What is expected:
Scan the entries below, and for each line that includes the word "supplied", make a copy.

Stored items:
* * *

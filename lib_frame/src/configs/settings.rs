//! # Display Settings Store
//!
//! The single authoritative configuration object shared by every poll and
//! admin request. All fields are validated on every update: a violation in
//! any supplied field rejects the whole update, so a reader can never
//! observe a partially-applied or out-of-range value. The store is an
//! injectable instance with its own guard, not an ambient global.

use crate::errors::{SettingsError, StoreError};
use serde::{Deserialize, Serialize};
use std::collections::BTreeMap;
use std::fs;
use std::path::{Path, PathBuf};
use std::sync::Mutex;

/// Background fill around photos that do not cover the display area.
#[derive(Debug, Clone, Copy, PartialEq, Eq, Serialize, Deserialize)]
#[serde(rename_all = "lowercase")]
pub enum MattingMode {
    Auto,
    Black,
    White,
}

/// Ordering policy for the display manifest.
#[derive(Debug, Clone, Copy, PartialEq, Eq, Serialize, Deserialize)]
#[serde(rename_all = "lowercase")]
pub enum SortMode {
    Sequential,
    Random,
    Newest,
    Oldest,
}

/// Validated display and environment configuration.
#[derive(Debug, Clone, PartialEq, Serialize, Deserialize)]
pub struct Settings {
    pub matting_mode: MattingMode,
    /// Seconds each display unit stays on screen, 5..=300.
    pub display_time: f64,
    /// Seconds per transition, 1..=30 in 0.5 steps.
    pub transition_speed: f64,
    pub sort_mode: SortMode,
    pub enable_portrait_pairs: bool,
    /// Pixel gap between the two photos of a portrait pair, 0..=100.
    pub portrait_gap: u32,
    pub dev_mode: bool,
    /// Address advertised to clients for building photo URLs.
    pub server_address: String,
    pub server_port: u16,
    /// Latest client code versions, keyed by client file name.
    pub client_versions: BTreeMap<String, String>,
}

impl Default for Settings {
    fn default() -> Self {
        let mut client_versions = BTreeMap::new();
        client_versions.insert("display.py".to_string(), "1.0.5".to_string());
        client_versions.insert("sync_client.py".to_string(), "1.0.5".to_string());
        Self {
            matting_mode: MattingMode::White,
            display_time: 15.0,
            transition_speed: 10.0,
            sort_mode: SortMode::Random,
            enable_portrait_pairs: true,
            portrait_gap: 20,
            dev_mode: false,
            server_address: "localhost".to_string(),
            server_port: 5000,
            client_versions,
        }
    }
}

impl Settings {
    fn validate(&self) -> Result<(), SettingsError> {
        if !(5.0..=300.0).contains(&self.display_time) {
            return Err(SettingsError::Validation {
                field: "display_time",
                reason: format!("{} is outside 5..=300 seconds", self.display_time),
            });
        }
        if !(1.0..=30.0).contains(&self.transition_speed) {
            return Err(SettingsError::Validation {
                field: "transition_speed",
                reason: format!("{} is outside 1..=30 seconds", self.transition_speed),
            });
        }
        if ((self.transition_speed * 2.0).round() - self.transition_speed * 2.0).abs() > 1e-9 {
            return Err(SettingsError::Validation {
                field: "transition_speed",
                reason: format!("{} is not a multiple of 0.5", self.transition_speed),
            });
        }
        if self.portrait_gap > 100 {
            return Err(SettingsError::Validation {
                field: "portrait_gap",
                reason: format!("{} is outside 0..=100 pixels", self.portrait_gap),
            });
        }
        if self.server_address.trim().is_empty() {
            return Err(SettingsError::Validation {
                field: "server_address",
                reason: "must not be empty".to_string(),
            });
        }
        if self.server_port == 0 {
            return Err(SettingsError::Validation {
                field: "server_port",
                reason: "must be in 1..=65535".to_string(),
            });
        }
        Ok(())
    }
}

/// A partial settings update. Absent fields keep their current value.
#[derive(Debug, Clone, Default, Serialize, Deserialize)]
pub struct SettingsUpdate {
    pub matting_mode: Option<MattingMode>,
    pub display_time: Option<f64>,
    pub transition_speed: Option<f64>,
    pub sort_mode: Option<SortMode>,
    pub enable_portrait_pairs: Option<bool>,
    pub portrait_gap: Option<u32>,
    pub dev_mode: Option<bool>,
    pub server_address: Option<String>,
    pub server_port: Option<u16>,
    pub client_versions: Option<BTreeMap<String, String>>,
}

impl SettingsUpdate {
    fn apply_to(&self, settings: &mut Settings) {
        if let Some(v) = self.matting_mode {
            settings.matting_mode = v;
        }
        if let Some(v) = self.display_time {
            settings.display_time = v;
        }
        if let Some(v) = self.transition_speed {
            settings.transition_speed = v;
        }
        if let Some(v) = self.sort_mode {
            settings.sort_mode = v;
        }
        if let Some(v) = self.enable_portrait_pairs {
            settings.enable_portrait_pairs = v;
        }
        if let Some(v) = self.portrait_gap {
            settings.portrait_gap = v;
        }
        if let Some(v) = self.dev_mode {
            settings.dev_mode = v;
        }
        if let Some(v) = &self.server_address {
            settings.server_address = v.clone();
        }
        if let Some(v) = self.server_port {
            settings.server_port = v;
        }
        if let Some(v) = &self.client_versions {
            settings.client_versions = v.clone();
        }
    }
}

/// The outcome of a successful update, exposing both generations so callers
/// can apply side effects (pairing toggle) of the transition.
#[derive(Debug, Clone)]
pub struct SettingsChange {
    pub previous: Settings,
    pub current: Settings,
}

impl SettingsChange {
    pub fn pairing_toggled(&self) -> bool {
        self.previous.enable_portrait_pairs != self.current.enable_portrait_pairs
    }

    pub fn sort_mode_changed(&self) -> bool {
        self.previous.sort_mode != self.current.sort_mode
    }
}

pub struct SettingsStore {
    state: Mutex<Settings>,
    path: Option<PathBuf>,
}

impl SettingsStore {
    /// In-memory store seeded with the given settings. Used by tests and
    /// callers that manage persistence themselves.
    pub fn new_in_memory(settings: Settings) -> Self {
        Self {
            state: Mutex::new(settings),
            path: None,
        }
    }

    /// Opens the store backed by a JSON file. A missing file is seeded with
    /// defaults; a present file must parse and validate.
    pub fn open(path: &Path) -> Result<Self, SettingsError> {
        let settings = if path.exists() {
            let raw = fs::read_to_string(path).map_err(StoreError::from)?;
            let settings: Settings = serde_json::from_str(&raw).map_err(StoreError::from)?;
            settings.validate()?;
            settings
        } else {
            let defaults = Settings::default();
            write_snapshot(path, &defaults)?;
            log::info!(
                "Settings file not found at {}. Seeded defaults.",
                path.display()
            );
            defaults
        };
        Ok(Self {
            state: Mutex::new(settings),
            path: Some(path.to_path_buf()),
        })
    }

    /// Current settings. Always a complete, validated value.
    pub fn snapshot(&self) -> Settings {
        self.state.lock().expect("Settings lock poisoned").clone()
    }

    /// Validates and applies a whole update atomically. Any violation
    /// rejects every supplied field; concurrent updates are last-writer-wins
    /// at whole-update granularity.
    pub fn update(&self, delta: SettingsUpdate) -> Result<SettingsChange, SettingsError> {
        let mut state = self.state.lock().expect("Settings lock poisoned");
        let mut candidate = state.clone();
        delta.apply_to(&mut candidate);
        candidate.validate()?;
        if let Some(path) = &self.path {
            write_snapshot(path, &candidate)?;
        }
        let previous = std::mem::replace(&mut *state, candidate.clone());
        log::info!("Settings updated");
        Ok(SettingsChange {
            previous,
            current: candidate,
        })
    }
}

fn write_snapshot(path: &Path, settings: &Settings) -> Result<(), StoreError> {
    let raw = serde_json::to_string_pretty(settings)?;
    fs::write(path, raw)?;
    Ok(())
}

* * *

Solution to this problem:
//! any supplied field rejects the whole update, so a reader can never
    /// rejects every supplied field; concurrent updates are last-writer-wins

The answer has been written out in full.